Animations of a Possible Cure for Cancer

This article is the third in a series on possible ways to use mathematics to cure or treat cancer, that began with Can Mathematics Cure Cancer?. It presents the Bathtub Mechanism, a possible way to kill cells with abnormal numbers of chromosomes, a common characteristic of many cancer cells, in greater detail and presents several animations of the mechanism.

Cancer is the second leading cause of death in the United States. Over five-hundred thousand people died from cancer in 2007. If current trends continue, about one in three of readers will die from cancer.
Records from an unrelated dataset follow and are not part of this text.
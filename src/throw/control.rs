//! Drag input systems and launch-velocity laws.
//!
//! ## Pipeline (runs in order every `Update` frame)
//!
//! 1. [`pointer_clear_system`] — resets the per-frame `PointerState` edges.
//! 2. [`mouse_to_pointer_system`] — folds mouse button + cursor into `PointerState`.
//! 3. [`touch_to_pointer_system`] — folds touch contacts into `PointerState`.
//! 4. [`drag_begin_system`] — grab: ray-pick a ball, suspend its simulation,
//!    snap it onto the drag plane.
//! 5. [`drag_update_system`] — move: re-project, clamp, record velocity
//!    samples; flings past the far boundary release implicitly.
//! 6. [`drag_release_system`] — release: hand the ball back to the simulation
//!    with a launch velocity derived from the gesture.
//!
//! The **input abstraction layer** (`PointerState`) makes the drag logic
//! uniform across mouse and touch and keeps the launch laws below it pure —
//! tests call [`launch_velocity`] and friends directly, no window required.
//!
//! While a ball is held its body is `RigidBody::KinematicPositionBased`; the
//! simulation regains it (`RigidBody::Dynamic`) only at release.  That
//! explicit hand-over is the whole concurrency story: exactly one side writes
//! the body at any time.

use super::state::{DragSession, DragState, PointerState, VelocitySample};
use crate::ball::{Ball, PassState};
use crate::config::GameConfig;
use crate::lane::LaneOrigin;
use bevy::prelude::*;
use bevy_rapier3d::prelude::*;

// ── Steps 1–3: Pointer normalisation ─────────────────────────────────────────

/// Clear the per-frame edge flags.  Runs before both device systems so a
/// frame with no input reports neither press nor release.
pub fn pointer_clear_system(mut pointer: ResMut<PointerState>) {
    pointer.pressed = false;
    pointer.just_pressed = false;
    pointer.just_released = false;
}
Since 1971 the United States has spent about $200 billion on research into cancer. The National Cancer Institute has an annual budget of over $5 billion. This is comparable to the Manhattan Project that invented the atomic bomb and the first nuclear reactors continued for forty years. The results have clearly been quite disappointing. Is there a way to get better results from the many years of hard work, billions of dollars, and mountains of knowledge collected? Are there ways to apply today’s powerful computers and mathematics to defeat this disease?

Cancer is now thought to be caused by mutations of genes, cancer genes or oncogenes and tumor suppressor genes, that control complex networks of proteins that regulate the division, growth, and differentiation of cells in the body. Differentiation refers to the process by which cells turn into specialized kinds of cells such as skin, blood, and nerves. As we age, we accumulate mutations of these genes in some cells. It requires several mutations of several different genes to produce most forms of cancer. Many different sets of mutated genes cause cancer.

While a medical doctor or pathologist may identify a cancer as breast cancer or skin cancer, at a molecular and genetic level, skin cancer is thought to be many different cancers caused by many different sets of mutated genes. In total, cancer is now thought to be thousands of different diseases. This makes finding a single chemical similar to penicillin, for example, that can kill all cancers either impossible or very difficult, at least by starting from the individual cancer genes and the proteins they produce.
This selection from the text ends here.